O pedido de atribuição de efeito suspensivo ao recurso foi indeferido (e. 11). Os agravantes opuseram embargos de declaração (e. 18).

O Ministério Público apresentou contrarrazões (e. 24).

A douta Procuradoria-Geral de Justiça, em parecer do Exmo. Sr. Dr. Durval da Silva Amorim, opinou pela manutenção do decidido (e. 32).

Vieram os autos à conclusão para julgamento.

VOTO

O recurso preenche os pressupostos de admissibilidade. Passa-se à análise das suas razões.

Inicialmente, destaca-se que o exame do agravo cinge-se ao exame do acerto ou desacerto da decisão agravada, sem adentrar no mérito da questão.

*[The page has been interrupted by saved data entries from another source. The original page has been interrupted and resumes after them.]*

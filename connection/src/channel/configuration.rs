//! Channel configuration types and constants.

use crate::address::{DEFAULT_PROTOCOL_VERSION, MIN_PROTOCOL_VERSION};
use bitcoin::p2p::Magic;
use std::time::Duration;

/// Maximum payload accepted from a peer, the bitcoin protocol message limit.
pub const DEFAULT_MAXIMUM_PAYLOAD: usize = 4_000_000;

/// Payload buffer capacity retained between messages.
pub const DEFAULT_MINIMUM_BUFFER: usize = 4_096;

/// A channel receiving nothing for this long is stopped.
pub const DEFAULT_CHANNEL_INACTIVITY: Duration = Duration::from_secs(10 * 60);

/// Nominal channel lifetime, jittered per channel.
pub const DEFAULT_CHANNEL_EXPIRATION: Duration = Duration::from_secs(24 * 60 * 60);

/// Configuration used to build a channel.
///
/// A zero `inactivity` or `expiration` duration disables that timer.
#[derive(Debug, Clone)]
pub struct ChannelSettings {
    /// Network magic expected on every heading.
    pub magic: Magic,
    /// Highest protocol version advertised.
    pub protocol_maximum: u32,
    /// Lowest protocol version accepted from a peer.
    pub protocol_minimum: u32,
    /// Largest payload accepted, checked before any allocation.
    pub maximum_payload: usize,
    /// Payload buffer capacity kept after a large message.
    pub minimum_buffer: usize,
    /// Whether payload checksums are verified.
    pub validate_checksum: bool,
    /// Inactivity timeout, reset by every processed message.
    pub inactivity: Duration,
    /// Lifetime after which the channel expires.
    pub expiration: Duration,
}

impl ChannelSettings {
    /// Default settings for the network identified by `magic`.
    pub fn new(magic: Magic) -> Self {
        Self {
            magic,
            protocol_maximum: DEFAULT_PROTOCOL_VERSION,
            protocol_minimum: MIN_PROTOCOL_VERSION,
            maximum_payload: DEFAULT_MAXIMUM_PAYLOAD,
            minimum_buffer: DEFAULT_MINIMUM_BUFFER,
            validate_checksum: true,
            inactivity: DEFAULT_CHANNEL_INACTIVITY,
            expiration: DEFAULT_CHANNEL_EXPIRATION,
        }
    }

    pub fn with_protocol_range(mut self, minimum: u32, maximum: u32) -> Self {
        self.protocol_minimum = minimum;
        self.protocol_maximum = maximum;
        self
    }

    pub fn with_maximum_payload(mut self, maximum_payload: usize) -> Self {
        self.maximum_payload = maximum_payload;
        self
    }

    pub fn with_minimum_buffer(mut self, minimum_buffer: usize) -> Self {
        self.minimum_buffer = minimum_buffer;
        self
    }

    pub fn with_validate_checksum(mut self, validate_checksum: bool) -> Self {
        self.validate_checksum = validate_checksum;
        self
    }

    pub fn with_inactivity(mut self, inactivity: Duration) -> Self {
        self.inactivity = inactivity;
        self
    }

    pub fn with_expiration(mut self, expiration: Duration) -> Self {
        self.expiration = expiration;
        self
    }
}

impl Default for ChannelSettings {
    fn default() -> Self {
        Self::new(Magic::BITCOIN)
    }
}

A decisão agravada tem o seguinte teor (e. 20 da origem):

Trata-se de "ação civil pública para cumprimento de obrigação de fazer com pedido liminar" ajuizada pelo Ministério Público do Estado de Santa Catarina em face de Maria Gorete Alves de Souza, Lenir Alves de Souza, Jocerlei Brizolla de Brizola, Deroni Alves de Souza, Benoni Alves de Souza, Município de Passo de Torres/SC, Mampituba Compra e Venda de Imóveis LTDA., Antônio Manoel de Souza, Alcioni Alves de Souza e Eliana Albino Serafim.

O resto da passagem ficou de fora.